There's a nice song somewhere inside "Photoshop Handsome," a 2009 single from the Manchester band Everything Everything.
The melody takes some elated swoops and turns, and no one can accuse
the music--a synthy, militant disco march--of lacking in energy. The
problem is the lyrics: it's hard to form an emotional connection with
couplets like "Chest pumped elegantly elephantine / Southern hemisphere
by Calvin Klein." The guys in Everything Everything want to indict a
culture that's obsessed with image, but their self-consciously clever
phrases come off as just another kind of posturing.

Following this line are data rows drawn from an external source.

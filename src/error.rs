// Ultralytics 🚀 AGPL-3.0 License - https://ultralytics.com/license
//! 错误类型 (Error types)
//!
//! 播放错误按原因粗分为三类, 每类对应一条面向用户的提示。

use once_cell::sync::Lazy;
use regex::Regex;
use thiserror::Error;

/// 域名解析失败 → 视为无网络
static NO_NETWORK_PATTERN: Lazy<Regex> = Lazy::new(|| {
    Regex::new(
        r"(?i)(failed to resolve hostname|name or service not known|temporary failure in name resolution|nodename nor servname|no address associated with hostname|could not resolve host|network is unreachable)",
    )
    .expect("no-network pattern is valid")
});

/// 其他I/O类失败 (连接/超时/HTTP/文件)
static IO_PATTERN: Lazy<Regex> = Lazy::new(|| {
    Regex::new(
        r"(?i)(input/output error|i/o error|connection (refused|reset|timed out)|timed out|server returned|http error|no such file or directory|broken pipe|end of file|protocol not found)",
    )
    .expect("io pattern is valid")
});

/// 播放错误 (Playback error)
#[derive(Debug, Clone, PartialEq, Eq, Error)]
pub enum PlaybackError {
    #[error("no network connection: {0}")]
    NoNetwork(String),
    #[error("i/o failure: {0}")]
    Io(String),
    #[error("unknown playback failure: {0}")]
    Unknown(String),
}

impl PlaybackError {
    /// 根据播放引擎的错误文本分类
    pub fn classify(message: &str) -> Self {
        let message = message.trim().to_string();
        if NO_NETWORK_PATTERN.is_match(&message) {
            PlaybackError::NoNetwork(message)
        } else if IO_PATTERN.is_match(&message) {
            PlaybackError::Io(message)
        } else {
            PlaybackError::Unknown(message)
        }
    }

    /// 面向用户的短提示 (toast)
    pub fn user_message(&self) -> &'static str {
        match self {
            PlaybackError::NoNetwork(_) => "Network error: No internet connection.",
            PlaybackError::Io(_) => "Network error",
            PlaybackError::Unknown(_) => "An unknown error occurred.",
        }
    }
}

/// 解码管线失败的阶段
#[derive(Debug, Clone, PartialEq, Eq, Error)]
pub enum PipelineError {
    /// 打开输入或构建滤镜图失败
    #[error("构建失败: {0}")]
    Build(String),
    #[error("启动失败: {0}")]
    Start(String),
    /// 运行中中断 (含过滤器主动中止)
    #[error("解码中断: {0}")]
    Run(String),
}

impl PipelineError {
    /// 引擎原始错误文本
    pub fn message(&self) -> &str {
        match self {
            PipelineError::Build(m) | PipelineError::Start(m) | PipelineError::Run(m) => m,
        }
    }
}

/// 抽帧错误 (Frame extraction error)
#[derive(Debug, Error)]
pub enum ExtractError {
    /// 视频地址无法打开
    #[error("invalid video source {url}: {reason}")]
    InvalidSource { url: String, reason: String },
    /// 解码过程失败
    #[error("failed to decode frame from {url}: {reason}")]
    Decode { url: String, reason: String },
}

The London brothers Guy and Howard Lawrence, who record as Disclosure, find a simple solution to this problem. On their remix of "Photoshop Handsome," they add a throbbing kick drum and then fade the vocal track in and out in time with it. It's there and gone, there and gone, revealed and concealed as if by a sort of aural strobe light. You can still hear a human voice, and get some kind of emotional read from it, but it's hard to make out the lyrics unless you already know them. Meanwhile, the music is given a chance to stretch out and display itself, and it takes on a nervy urgency it was possible to miss before. The Lawrence brothers manage to turn a cerebral pop tune into one heavy with feeling; they do it not by adding something, but by taking something away.